At a glance, Legends of Tomorrow seems like just another spin-off of Arrow that can’t possibly live up to The Flash. Upon a closer look, it’s so good that it’s outpaced both shows in just nine episodes. Legends has eight main characters — a refreshing deviation from the typical “one hero, some friends, and a sprinkle of parental figures” recipe that most shows follow. Arrow has Oliver, the members of Team Arrow, and Lance/Momma Smoak; The Flash has Barry, friends at S.T.A.R. Labs, and Joe. In contrast, Legends has eight equal teammates, with none rising to be the Main Character. (Although Rip is technically the leader, he actually gets less screen time than the others.)

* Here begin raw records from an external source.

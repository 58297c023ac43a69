mod common;

use axum::http::StatusCode;
use clickngo::{
    dto::listings::{CreateListingRequest, UpdateListingRequest},
    middleware::auth::ROLE_USER,
    models::{DeliveryType, ListingPriceType, ListingStatus},
    routes::params::{ListingQuery, Pagination},
    services::listing_service::{self, listing_terms},
};
use common::{create_user, dec, setup_state};

#[test]
fn listing_terms_follow_price_and_delivery_type() {
    let (price, fee) = listing_terms(
        ListingPriceType::Fixed,
        Some(dec("12.50")),
        DeliveryType::Shipping,
        Some(dec("4.99")),
    )
    .expect("fixed price with shipping");
    assert_eq!((price, fee), (dec("12.50"), dec("4.99")));

    let (price, fee) = listing_terms(ListingPriceType::Free, None, DeliveryType::Pickup, None)
        .expect("free pickup");
    assert!(price.is_zero() && fee.is_zero());

    let (_, fee) = listing_terms(
        ListingPriceType::Negotiable,
        Some(dec("80")),
        DeliveryType::Shipping,
        None,
    )
    .expect("shipping fee defaults to zero");
    assert!(fee.is_zero());

    let bad = [
        listing_terms(ListingPriceType::Fixed, None, DeliveryType::Pickup, None),
        listing_terms(ListingPriceType::Free, Some(dec("5")), DeliveryType::Pickup, None),
        listing_terms(ListingPriceType::Fixed, Some(dec("-1")), DeliveryType::Pickup, None),
        listing_terms(ListingPriceType::Fixed, Some(dec("5")), DeliveryType::Pickup, Some(dec("3"))),
        listing_terms(ListingPriceType::Fixed, Some(dec("5")), DeliveryType::Shipping, Some(dec("-3"))),
    ];
    for result in bad {
        assert_eq!(result.unwrap_err().status(), StatusCode::BAD_REQUEST);
    }
}

// Flow: post -> browse -> edit -> mark sold -> delete, with ownership checks.
#[tokio::test]
async fn marketplace_listing_lifecycle() -> anyhow::Result<()> {
    // Allow skipping when no DB is configured in the environment.
    let Some(database_url) = common::database_url() else {
        return Ok(());
    };

    let state = setup_state(&database_url, 5).await?;
    let seller = create_user(&state, ROLE_USER, "seller").await?;
    let stranger = create_user(&state, ROLE_USER, "stranger").await?;

    let listing = listing_service::create_listing(
        &state,
        &seller,
        CreateListingRequest {
            title: "  Used GTX 1080  ".into(),
            description: Some("Works fine, no box".into()),
            image_url: None,
            price_type: ListingPriceType::Negotiable,
            price: Some(dec("150")),
            delivery_type: DeliveryType::Shipping,
            delivery_fee: Some(dec("9.90")),
        },
    )
    .await?
    .data
    .expect("listing");
    assert_eq!(listing.title, "Used GTX 1080");
    assert_eq!(listing.user_id, seller.user_id);
    assert_eq!(listing.status, ListingStatus::Available);
    assert_eq!(listing.delivery_fee, dec("9.90"));

    listing_service::create_listing(
        &state,
        &stranger,
        CreateListingRequest {
            title: "Old keyboard".into(),
            description: None,
            image_url: None,
            price_type: ListingPriceType::Free,
            price: None,
            delivery_type: DeliveryType::Pickup,
            delivery_fee: None,
        },
    )
    .await?;

    let browse = listing_service::list_listings(&state, ListingQuery::default()).await?;
    assert_eq!(browse.meta.as_ref().and_then(|m| m.total), Some(2));

    let search = listing_service::list_listings(
        &state,
        ListingQuery {
            q: Some("gtx".into()),
            ..Default::default()
        },
    )
    .await?;
    let found = search.data.expect("listings").items;
    assert_eq!(found.len(), 1);
    assert_eq!(found[0].id, listing.id);

    // Only the owner can edit or delete; others see a missing listing.
    let err = listing_service::update_listing(
        &state,
        &stranger,
        listing.id,
        UpdateListingRequest {
            title: Some("Mine now".into()),
            ..Default::default()
        },
    )
    .await
    .unwrap_err();
    assert_eq!(err.status(), StatusCode::NOT_FOUND);
    let err = listing_service::delete_listing(&state, &stranger, listing.id)
        .await
        .unwrap_err();
    assert_eq!(err.status(), StatusCode::NOT_FOUND);

    // Switching to pickup drops the delivery fee.
    let updated = listing_service::update_listing(
        &state,
        &seller,
        listing.id,
        UpdateListingRequest {
            price: Some(dec("120")),
            delivery_type: Some(DeliveryType::Pickup),
            ..Default::default()
        },
    )
    .await?
    .data
    .expect("listing");
    assert_eq!(updated.price, dec("120"));
    assert_eq!(updated.delivery_type, DeliveryType::Pickup);
    assert!(updated.delivery_fee.is_zero());
    assert_eq!(updated.title, "Used GTX 1080");

    // Sold listings leave the public list but stay visible to the owner.
    listing_service::update_listing(
        &state,
        &seller,
        listing.id,
        UpdateListingRequest {
            status: Some(ListingStatus::Sold),
            ..Default::default()
        },
    )
    .await?;
    let browse = listing_service::list_listings(&state, ListingQuery::default()).await?;
    let items = browse.data.expect("listings").items;
    assert!(items.iter().all(|item| item.id != listing.id));
    let mine = listing_service::list_my_listings(&state, &seller, Pagination::default()).await?;
    assert_eq!(mine.data.expect("listings").items.len(), 1);
    let detail = listing_service::get_listing(&state, listing.id)
        .await?
        .data
        .expect("listing");
    assert_eq!(detail.status, ListingStatus::Sold);

    listing_service::delete_listing(&state, &seller, listing.id).await?;
    let err = listing_service::get_listing(&state, listing.id)
        .await
        .unwrap_err();
    assert_eq!(err.status(), StatusCode::NOT_FOUND);

    Ok(())
}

This difference leads to several benefits.First, a larger, decentralized group illustrates teamwork better — rather than Oliver and Felicity ordering others around, Legends has each member contribute equally to the team. Second, it’s easier for fans to see themselves in a large cast — while I can’t exactly empathize with the fast-and-focused Barry, I have so many choices in Legends: socially-awkward Ray or finding-her-footing Kendra? Finally, Legends uses the size of the team to better develop the characters — each episode, certain characters are matched up with and contrasted against each other. Take Sara, for example: when stranded with Ray and Kendra, she’s the pragmatic voice of reason, and when she’s hanging out with Jax and Professor Stein in a diner, we see her sarcastic side.

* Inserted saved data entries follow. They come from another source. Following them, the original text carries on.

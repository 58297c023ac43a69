pub mod admin_service;
pub mod auth_service;
pub mod cart_service;
pub mod checkout_service;
pub mod listing_service;
pub mod order_service;
pub mod product_service;
pub mod promotion_service;
pub mod session_store;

These eight characters, too, are incredibly diverse in race, gender, age, and sexual orientation.Only three fall into the straight-white-young-male category (Ray, Rip, and Rory), and none of them monopolize screen time like Oliver and Barry do.Legends is also just better at handling its diverse cast; Arrow and Flash also feature older characters (Lance, Donna, and Joe), but they’re all shoehorned into semi-parental roles, unlike Professor Stein.
The show doesn’t have as much cringe-worthy drama, either. Arrow has relationship drama with Felicity, and The Flash has drama surrounding Wally’s integration into the West family; Legends’s only drama is Rory’s betrayal of the team as Chronos. But, see, that drama is directly related to the plot — it’s not some weird side thing that distracts the viewers from the thrust of the episode. (We did have some side-drama when Kendra and Ray fought about rejoining the team, but it was resolved by the end of the episode. Oh, if only we could solve Olicity drama that quickly.)

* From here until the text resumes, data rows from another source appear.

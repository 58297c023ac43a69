use std::collections::HashMap;

use rust_decimal::Decimal;
use sea_orm::ActiveValue::NotSet;
use sea_orm::sea_query::extension::postgres::PgExpr;
use sea_orm::sea_query::{Expr, LockType};
use sea_orm::{
    ActiveModelTrait, ColumnTrait, Condition, ConnectionTrait, EntityTrait, PaginatorTrait,
    QueryFilter, QueryOrder, QuerySelect, Set,
};

use crate::{
    audit::{self, AuditAction},
    dto::products::{CreateProductRequest, ProductList, UpdateProductRequest},
    entity::products::{ActiveModel, Column, Entity as Products, Model as ProductModel},
    error::{AppError, AppResult, conflict_on_constraint},
    middleware::auth::{AuthUser, ensure_admin},
    models::{Product, join_tags},
    pricing::{PriceLookup, ProductId},
    response::{ApiResponse, Meta},
    routes::params::{ProductQuery, ProductSortBy, SortOrder},
    state::AppState,
};

/// Products referenced by a cart, read at pricing time.
#[derive(Debug, Default)]
pub struct CatalogSnapshot {
    products: HashMap<ProductId, ProductModel>,
}

impl CatalogSnapshot {
    /// Load `ids`; with `lock` the rows stay locked until the transaction ends.
    pub async fn load<C: ConnectionTrait>(conn: &C, ids: &[ProductId], lock: bool) -> AppResult<Self> {
        if ids.is_empty() {
            return Ok(Self::default());
        }
        let mut finder = Products::find()
            .filter(Column::Id.is_in(ids.iter().copied()))
            .order_by_asc(Column::Id);
        if lock {
            finder = finder.lock(LockType::Update);
        }
        let products = finder
            .all(conn)
            .await?
            .into_iter()
            .map(|product| (product.id, product))
            .collect();
        Ok(Self { products })
    }

    pub fn get(&self, id: ProductId) -> Option<&ProductModel> {
        self.products.get(&id)
    }
}

impl PriceLookup for CatalogSnapshot {
    fn unit_price(&self, product_id: ProductId) -> Option<Decimal> {
        self.products.get(&product_id).map(|product| product.price)
    }
}

pub async fn list_products(
    state: &AppState,
    query: ProductQuery,
) -> AppResult<ApiResponse<ProductList>> {
    let (page, limit, offset) = query.pagination().normalize();
    let mut condition = Condition::all();

    if let Some(search) = query.q.as_ref().map(|s| s.trim()).filter(|s| !s.is_empty()) {
        let pattern = format!("%{search}%");
        condition = condition.add(
            Condition::any()
                .add(Expr::col(Column::Name).ilike(pattern.clone()))
                .add(Expr::col(Column::Description).ilike(pattern)),
        );
    }

    if let Some(tag) = query.tag.as_ref().map(|s| s.trim()).filter(|s| !s.is_empty()) {
        condition = condition.add(Expr::col(Column::Tags).ilike(format!("%{tag}%")));
    }

    if let Some(min_price) = query.min_price {
        condition = condition.add(Column::Price.gte(min_price));
    }

    if let Some(max_price) = query.max_price {
        condition = condition.add(Column::Price.lte(max_price));
    }

    let sort_col = match query.sort_by.unwrap_or(ProductSortBy::CreatedAt) {
        ProductSortBy::CreatedAt => Column::CreatedAt,
        ProductSortBy::Price => Column::Price,
        ProductSortBy::Name => Column::Name,
    };

    let mut finder = Products::find().filter(condition);
    finder = match query.sort_order.unwrap_or(SortOrder::Desc) {
        SortOrder::Asc => finder.order_by_asc(sort_col),
        SortOrder::Desc => finder.order_by_desc(sort_col),
    };

    let total = finder.clone().count(&state.orm).await? as i64;

    let items = finder
        .limit(limit as u64)
        .offset(offset as u64)
        .all(&state.orm)
        .await?
        .into_iter()
        .map(Product::from)
        .collect();

    let meta = Meta::new(page, limit, total);
    Ok(ApiResponse::success("Products", ProductList { items }, Some(meta)))
}

pub async fn get_product(state: &AppState, id: ProductId) -> AppResult<ApiResponse<Product>> {
    let product = Products::find_by_id(id)
        .one(&state.orm)
        .await?
        .ok_or(AppError::NotFound)?;
    Ok(ApiResponse::success("Product", Product::from(product), None))
}

pub async fn create_product(
    state: &AppState,
    user: &AuthUser,
    payload: CreateProductRequest,
) -> AppResult<ApiResponse<Product>> {
    ensure_admin(user)?;
    validate_product(&payload.name, payload.price, payload.stock)?;

    let active = ActiveModel {
        id: NotSet,
        name: Set(payload.name.trim().to_string()),
        description: Set(payload.description),
        price: Set(payload.price),
        image_url: Set(payload.image_url),
        tags: Set(join_tags(&payload.tags)),
        stock: Set(payload.stock),
        created_at: NotSet,
    };
    let product = active
        .insert(&state.orm)
        .await
        .map_err(|err| conflict_on_constraint(err, "A product with this name already exists"))?;

    audit::record(
        &state.pool,
        Some(user.user_id),
        AuditAction::ProductCreate,
        serde_json::json!({ "product_id": product.id }),
    )
    .await;

    Ok(ApiResponse::item("Product created", Product::from(product)))
}

pub async fn update_product(
    state: &AppState,
    user: &AuthUser,
    id: ProductId,
    payload: UpdateProductRequest,
) -> AppResult<ApiResponse<Product>> {
    ensure_admin(user)?;
    let existing = Products::find_by_id(id)
        .one(&state.orm)
        .await?
        .ok_or(AppError::NotFound)?;

    validate_product(
        payload.name.as_deref().unwrap_or(&existing.name),
        payload.price.unwrap_or(existing.price),
        payload.stock.unwrap_or(existing.stock),
    )?;

    let mut active: ActiveModel = existing.into();
    if let Some(name) = payload.name {
        active.name = Set(name.trim().to_string());
    }
    if let Some(description) = payload.description {
        active.description = Set(Some(description));
    }
    if let Some(price) = payload.price {
        active.price = Set(price);
    }
    if let Some(image_url) = payload.image_url {
        active.image_url = Set(Some(image_url));
    }
    if let Some(tags) = payload.tags {
        active.tags = Set(join_tags(&tags));
    }
    if let Some(stock) = payload.stock {
        active.stock = Set(stock);
    }

    let product = active
        .update(&state.orm)
        .await
        .map_err(|err| conflict_on_constraint(err, "A product with this name already exists"))?;

    audit::record(
        &state.pool,
        Some(user.user_id),
        AuditAction::ProductUpdate,
        serde_json::json!({ "product_id": product.id, "price": product.price }),
    )
    .await;

    Ok(ApiResponse::item("Updated", Product::from(product)))
}

pub async fn delete_product(
    state: &AppState,
    user: &AuthUser,
    id: ProductId,
) -> AppResult<ApiResponse<serde_json::Value>> {
    ensure_admin(user)?;
    let result = Products::delete_by_id(id)
        .exec(&state.orm)
        .await
        .map_err(|err| conflict_on_constraint(err, "Product is referenced by existing orders"))?;

    if result.rows_affected == 0 {
        return Err(AppError::NotFound);
    }

    audit::record(
        &state.pool,
        Some(user.user_id),
        AuditAction::ProductDelete,
        serde_json::json!({ "product_id": id }),
    )
    .await;

    Ok(ApiResponse::item("Deleted", serde_json::json!({})))
}

fn validate_product(name: &str, price: Decimal, stock: i32) -> AppResult<()> {
    if name.trim().is_empty() {
        return Err(AppError::BadRequest("name is required".into()));
    }
    if price.is_sign_negative() {
        return Err(AppError::BadRequest("price must not be negative".into()));
    }
    if stock < 0 {
        return Err(AppError::BadRequest("stock must not be negative".into()));
    }
    Ok(())
}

Finally, Legends‘s sci-fi aspect sets it apart from the other two shows. I know Flash has science and time travel, but it just can’t compete with an actual spaceship. Arrow has Palmer Tech, but everything the company does is a sideplot — introducing Curtis, healing Felicity’s spinal cord. Only Legends is imbued with all sorts of science fiction, from the setting of most episodes to the ray-gun-pistol-thing that Rip uses. I have only one complaint: the green wavy sky that we see when the Waverider flies is so badly done, it looks like 80’s sci-fi — so unless the show itself is time-travelling, we need some better CGI.